[[ STUDY MATERIAL, beginning ]]

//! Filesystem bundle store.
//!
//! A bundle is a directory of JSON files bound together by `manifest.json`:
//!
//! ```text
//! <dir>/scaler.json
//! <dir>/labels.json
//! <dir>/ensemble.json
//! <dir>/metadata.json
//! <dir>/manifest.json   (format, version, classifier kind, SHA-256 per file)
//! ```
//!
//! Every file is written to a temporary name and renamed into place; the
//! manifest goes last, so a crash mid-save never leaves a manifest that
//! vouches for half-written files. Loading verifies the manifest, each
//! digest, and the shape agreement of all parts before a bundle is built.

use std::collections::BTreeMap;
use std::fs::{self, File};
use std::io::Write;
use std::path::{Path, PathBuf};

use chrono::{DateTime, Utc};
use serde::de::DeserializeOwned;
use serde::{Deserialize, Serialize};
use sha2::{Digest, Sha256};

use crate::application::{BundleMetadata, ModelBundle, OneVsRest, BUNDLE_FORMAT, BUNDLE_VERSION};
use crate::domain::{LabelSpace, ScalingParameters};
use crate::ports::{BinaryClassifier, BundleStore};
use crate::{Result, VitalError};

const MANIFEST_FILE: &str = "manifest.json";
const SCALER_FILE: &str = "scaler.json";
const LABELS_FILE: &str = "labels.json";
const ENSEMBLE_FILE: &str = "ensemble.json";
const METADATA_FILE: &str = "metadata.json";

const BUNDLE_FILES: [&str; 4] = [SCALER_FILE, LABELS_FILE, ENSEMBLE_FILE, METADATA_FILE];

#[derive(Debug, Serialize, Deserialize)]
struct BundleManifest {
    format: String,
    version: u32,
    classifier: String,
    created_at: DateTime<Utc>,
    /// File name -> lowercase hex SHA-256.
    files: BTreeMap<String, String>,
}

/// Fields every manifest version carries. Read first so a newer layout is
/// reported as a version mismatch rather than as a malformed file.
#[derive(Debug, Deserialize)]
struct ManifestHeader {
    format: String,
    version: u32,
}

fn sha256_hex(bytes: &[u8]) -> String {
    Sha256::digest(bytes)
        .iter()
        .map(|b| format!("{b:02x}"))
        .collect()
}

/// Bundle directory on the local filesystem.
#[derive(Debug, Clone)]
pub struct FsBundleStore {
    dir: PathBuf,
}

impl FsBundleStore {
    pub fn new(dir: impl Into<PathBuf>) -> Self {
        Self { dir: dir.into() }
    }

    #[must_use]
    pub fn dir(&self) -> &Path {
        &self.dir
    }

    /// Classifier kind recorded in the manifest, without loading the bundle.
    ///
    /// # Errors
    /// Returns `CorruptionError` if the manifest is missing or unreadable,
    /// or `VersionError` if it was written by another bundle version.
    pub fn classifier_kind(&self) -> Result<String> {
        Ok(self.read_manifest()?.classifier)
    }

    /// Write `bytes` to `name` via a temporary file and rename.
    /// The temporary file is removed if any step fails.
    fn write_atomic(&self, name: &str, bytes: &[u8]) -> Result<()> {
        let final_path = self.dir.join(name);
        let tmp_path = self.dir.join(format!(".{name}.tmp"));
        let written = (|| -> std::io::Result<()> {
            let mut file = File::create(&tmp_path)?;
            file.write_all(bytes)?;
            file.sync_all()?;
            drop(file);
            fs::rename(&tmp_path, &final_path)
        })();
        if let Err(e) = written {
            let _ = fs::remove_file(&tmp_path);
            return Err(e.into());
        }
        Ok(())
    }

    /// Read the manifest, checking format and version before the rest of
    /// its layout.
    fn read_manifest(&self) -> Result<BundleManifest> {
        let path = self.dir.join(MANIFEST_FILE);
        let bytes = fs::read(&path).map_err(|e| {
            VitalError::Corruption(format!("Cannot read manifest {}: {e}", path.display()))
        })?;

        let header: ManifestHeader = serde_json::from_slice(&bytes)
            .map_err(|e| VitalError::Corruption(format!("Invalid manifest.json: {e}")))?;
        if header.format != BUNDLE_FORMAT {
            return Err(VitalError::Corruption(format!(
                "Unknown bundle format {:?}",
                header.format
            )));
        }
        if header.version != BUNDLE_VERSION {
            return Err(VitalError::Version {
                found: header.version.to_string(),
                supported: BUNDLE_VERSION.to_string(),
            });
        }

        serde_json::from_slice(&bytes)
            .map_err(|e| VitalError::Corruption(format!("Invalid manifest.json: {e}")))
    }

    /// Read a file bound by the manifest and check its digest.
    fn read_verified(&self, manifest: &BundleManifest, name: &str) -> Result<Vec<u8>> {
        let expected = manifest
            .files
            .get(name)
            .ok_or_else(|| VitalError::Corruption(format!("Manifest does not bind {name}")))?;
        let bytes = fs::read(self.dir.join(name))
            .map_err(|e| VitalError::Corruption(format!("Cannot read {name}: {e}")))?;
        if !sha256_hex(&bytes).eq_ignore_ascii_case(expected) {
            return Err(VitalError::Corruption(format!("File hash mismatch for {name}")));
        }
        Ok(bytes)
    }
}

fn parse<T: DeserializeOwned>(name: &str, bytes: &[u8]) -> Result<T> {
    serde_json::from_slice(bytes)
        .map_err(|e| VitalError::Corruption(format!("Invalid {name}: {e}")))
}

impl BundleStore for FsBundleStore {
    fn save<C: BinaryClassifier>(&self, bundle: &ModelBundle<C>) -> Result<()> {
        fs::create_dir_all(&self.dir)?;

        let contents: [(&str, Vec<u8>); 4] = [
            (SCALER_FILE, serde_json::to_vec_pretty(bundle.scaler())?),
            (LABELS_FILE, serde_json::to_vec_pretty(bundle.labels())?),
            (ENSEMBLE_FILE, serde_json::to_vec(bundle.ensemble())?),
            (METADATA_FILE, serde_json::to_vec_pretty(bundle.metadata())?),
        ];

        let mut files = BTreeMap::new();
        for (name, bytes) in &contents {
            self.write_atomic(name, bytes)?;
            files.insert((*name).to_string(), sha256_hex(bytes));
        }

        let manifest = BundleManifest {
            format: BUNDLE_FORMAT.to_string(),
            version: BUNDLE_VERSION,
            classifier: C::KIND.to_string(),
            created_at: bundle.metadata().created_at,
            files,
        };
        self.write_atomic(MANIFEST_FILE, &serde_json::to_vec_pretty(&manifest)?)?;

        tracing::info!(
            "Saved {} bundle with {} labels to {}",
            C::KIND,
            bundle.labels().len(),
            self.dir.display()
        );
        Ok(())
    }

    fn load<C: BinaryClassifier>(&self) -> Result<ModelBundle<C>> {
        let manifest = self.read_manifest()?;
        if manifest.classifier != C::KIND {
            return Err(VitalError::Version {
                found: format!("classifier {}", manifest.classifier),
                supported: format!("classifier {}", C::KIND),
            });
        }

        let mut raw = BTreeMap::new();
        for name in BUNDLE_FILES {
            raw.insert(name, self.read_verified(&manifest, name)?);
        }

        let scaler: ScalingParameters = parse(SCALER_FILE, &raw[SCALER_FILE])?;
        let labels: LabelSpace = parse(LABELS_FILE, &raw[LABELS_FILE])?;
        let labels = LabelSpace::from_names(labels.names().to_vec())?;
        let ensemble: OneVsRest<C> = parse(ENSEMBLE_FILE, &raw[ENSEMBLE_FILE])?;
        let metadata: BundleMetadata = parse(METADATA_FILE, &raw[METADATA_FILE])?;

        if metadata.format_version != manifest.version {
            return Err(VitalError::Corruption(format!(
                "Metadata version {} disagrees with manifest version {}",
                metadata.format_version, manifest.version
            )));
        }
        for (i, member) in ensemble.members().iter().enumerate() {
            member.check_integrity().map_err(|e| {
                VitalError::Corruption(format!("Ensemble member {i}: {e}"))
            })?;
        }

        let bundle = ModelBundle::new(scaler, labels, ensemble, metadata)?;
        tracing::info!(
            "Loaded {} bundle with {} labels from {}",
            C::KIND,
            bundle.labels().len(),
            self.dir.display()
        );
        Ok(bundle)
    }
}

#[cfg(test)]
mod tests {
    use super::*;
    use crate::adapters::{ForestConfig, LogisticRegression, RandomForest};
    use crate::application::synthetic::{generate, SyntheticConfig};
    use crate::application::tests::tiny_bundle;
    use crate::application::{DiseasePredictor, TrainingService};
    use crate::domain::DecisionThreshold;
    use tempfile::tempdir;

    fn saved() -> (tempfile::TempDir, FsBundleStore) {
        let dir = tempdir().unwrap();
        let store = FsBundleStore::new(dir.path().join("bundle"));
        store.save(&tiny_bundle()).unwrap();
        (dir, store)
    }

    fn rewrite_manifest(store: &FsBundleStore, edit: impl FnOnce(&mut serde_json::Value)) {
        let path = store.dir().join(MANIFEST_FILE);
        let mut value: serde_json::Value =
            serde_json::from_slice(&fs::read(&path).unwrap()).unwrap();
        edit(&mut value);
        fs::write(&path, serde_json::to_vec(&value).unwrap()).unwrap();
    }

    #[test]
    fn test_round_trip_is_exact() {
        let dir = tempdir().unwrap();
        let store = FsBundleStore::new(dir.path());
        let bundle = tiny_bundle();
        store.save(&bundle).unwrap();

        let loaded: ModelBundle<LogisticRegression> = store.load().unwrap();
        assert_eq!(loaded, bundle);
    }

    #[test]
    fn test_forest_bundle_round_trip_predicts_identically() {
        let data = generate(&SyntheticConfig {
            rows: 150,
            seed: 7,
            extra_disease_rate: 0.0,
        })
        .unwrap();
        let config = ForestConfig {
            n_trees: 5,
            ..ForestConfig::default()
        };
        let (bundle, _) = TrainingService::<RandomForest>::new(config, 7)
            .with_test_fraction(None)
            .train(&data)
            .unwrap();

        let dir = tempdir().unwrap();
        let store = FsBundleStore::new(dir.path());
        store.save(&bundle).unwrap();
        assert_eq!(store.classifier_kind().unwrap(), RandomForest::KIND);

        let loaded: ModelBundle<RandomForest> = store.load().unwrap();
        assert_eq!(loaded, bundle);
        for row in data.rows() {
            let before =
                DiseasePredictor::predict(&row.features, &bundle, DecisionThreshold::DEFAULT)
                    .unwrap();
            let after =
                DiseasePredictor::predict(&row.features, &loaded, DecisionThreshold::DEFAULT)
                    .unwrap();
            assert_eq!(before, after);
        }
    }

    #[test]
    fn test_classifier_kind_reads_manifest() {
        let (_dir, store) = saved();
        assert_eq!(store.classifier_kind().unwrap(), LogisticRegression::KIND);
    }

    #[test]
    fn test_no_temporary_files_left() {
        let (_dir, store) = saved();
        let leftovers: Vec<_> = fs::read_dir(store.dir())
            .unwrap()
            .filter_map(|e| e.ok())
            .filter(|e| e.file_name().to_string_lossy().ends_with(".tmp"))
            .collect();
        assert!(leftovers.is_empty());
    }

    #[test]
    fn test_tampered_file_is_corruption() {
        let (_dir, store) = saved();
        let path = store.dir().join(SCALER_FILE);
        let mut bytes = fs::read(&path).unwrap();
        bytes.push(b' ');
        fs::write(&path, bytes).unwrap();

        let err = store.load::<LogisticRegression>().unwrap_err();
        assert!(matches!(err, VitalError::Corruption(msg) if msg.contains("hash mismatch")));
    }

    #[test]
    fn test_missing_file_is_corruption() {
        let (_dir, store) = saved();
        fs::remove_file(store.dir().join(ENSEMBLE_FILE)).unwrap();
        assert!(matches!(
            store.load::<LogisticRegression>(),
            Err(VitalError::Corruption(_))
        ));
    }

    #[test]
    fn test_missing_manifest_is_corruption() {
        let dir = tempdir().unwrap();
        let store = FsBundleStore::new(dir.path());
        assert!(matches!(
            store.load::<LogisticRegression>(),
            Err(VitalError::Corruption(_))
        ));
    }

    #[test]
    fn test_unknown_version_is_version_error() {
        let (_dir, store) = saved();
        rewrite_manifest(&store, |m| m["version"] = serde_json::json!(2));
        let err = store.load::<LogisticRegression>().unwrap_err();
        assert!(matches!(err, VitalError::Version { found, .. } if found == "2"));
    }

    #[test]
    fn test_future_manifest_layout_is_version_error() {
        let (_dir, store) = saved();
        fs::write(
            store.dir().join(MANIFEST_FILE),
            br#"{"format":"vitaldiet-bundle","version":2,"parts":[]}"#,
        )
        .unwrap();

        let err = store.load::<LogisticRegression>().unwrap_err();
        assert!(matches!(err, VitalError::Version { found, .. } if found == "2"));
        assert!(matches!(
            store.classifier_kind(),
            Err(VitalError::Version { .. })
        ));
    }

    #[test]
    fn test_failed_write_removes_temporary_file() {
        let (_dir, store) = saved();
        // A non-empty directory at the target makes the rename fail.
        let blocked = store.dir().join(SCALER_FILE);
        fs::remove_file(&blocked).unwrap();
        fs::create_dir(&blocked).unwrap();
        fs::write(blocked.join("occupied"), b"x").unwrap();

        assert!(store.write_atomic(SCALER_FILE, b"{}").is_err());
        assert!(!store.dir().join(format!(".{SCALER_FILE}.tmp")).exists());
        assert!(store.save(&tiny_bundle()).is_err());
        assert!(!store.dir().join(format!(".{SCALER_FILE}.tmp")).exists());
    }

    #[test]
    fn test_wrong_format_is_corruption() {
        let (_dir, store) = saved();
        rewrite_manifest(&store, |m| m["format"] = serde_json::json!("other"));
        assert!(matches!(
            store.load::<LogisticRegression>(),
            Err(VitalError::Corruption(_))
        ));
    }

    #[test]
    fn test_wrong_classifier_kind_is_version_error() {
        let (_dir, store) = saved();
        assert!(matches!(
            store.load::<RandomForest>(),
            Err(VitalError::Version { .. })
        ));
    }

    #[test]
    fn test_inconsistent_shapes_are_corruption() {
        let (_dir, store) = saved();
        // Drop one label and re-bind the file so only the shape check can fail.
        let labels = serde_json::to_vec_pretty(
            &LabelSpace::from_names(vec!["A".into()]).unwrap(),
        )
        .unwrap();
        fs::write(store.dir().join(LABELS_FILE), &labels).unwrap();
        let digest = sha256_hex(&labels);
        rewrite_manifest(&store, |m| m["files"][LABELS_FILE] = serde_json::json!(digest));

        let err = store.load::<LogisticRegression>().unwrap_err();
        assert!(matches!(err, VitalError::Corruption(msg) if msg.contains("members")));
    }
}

[[ STUDY MATERIAL, end ]]

• _REQUIRED ACTION_
Pull out each line of the entries that contains "expected".

• _RESPONSE BELOW_
        let expected = manifest
        if !sha256_hex(&bytes).eq_ignore_ascii_case(expected) {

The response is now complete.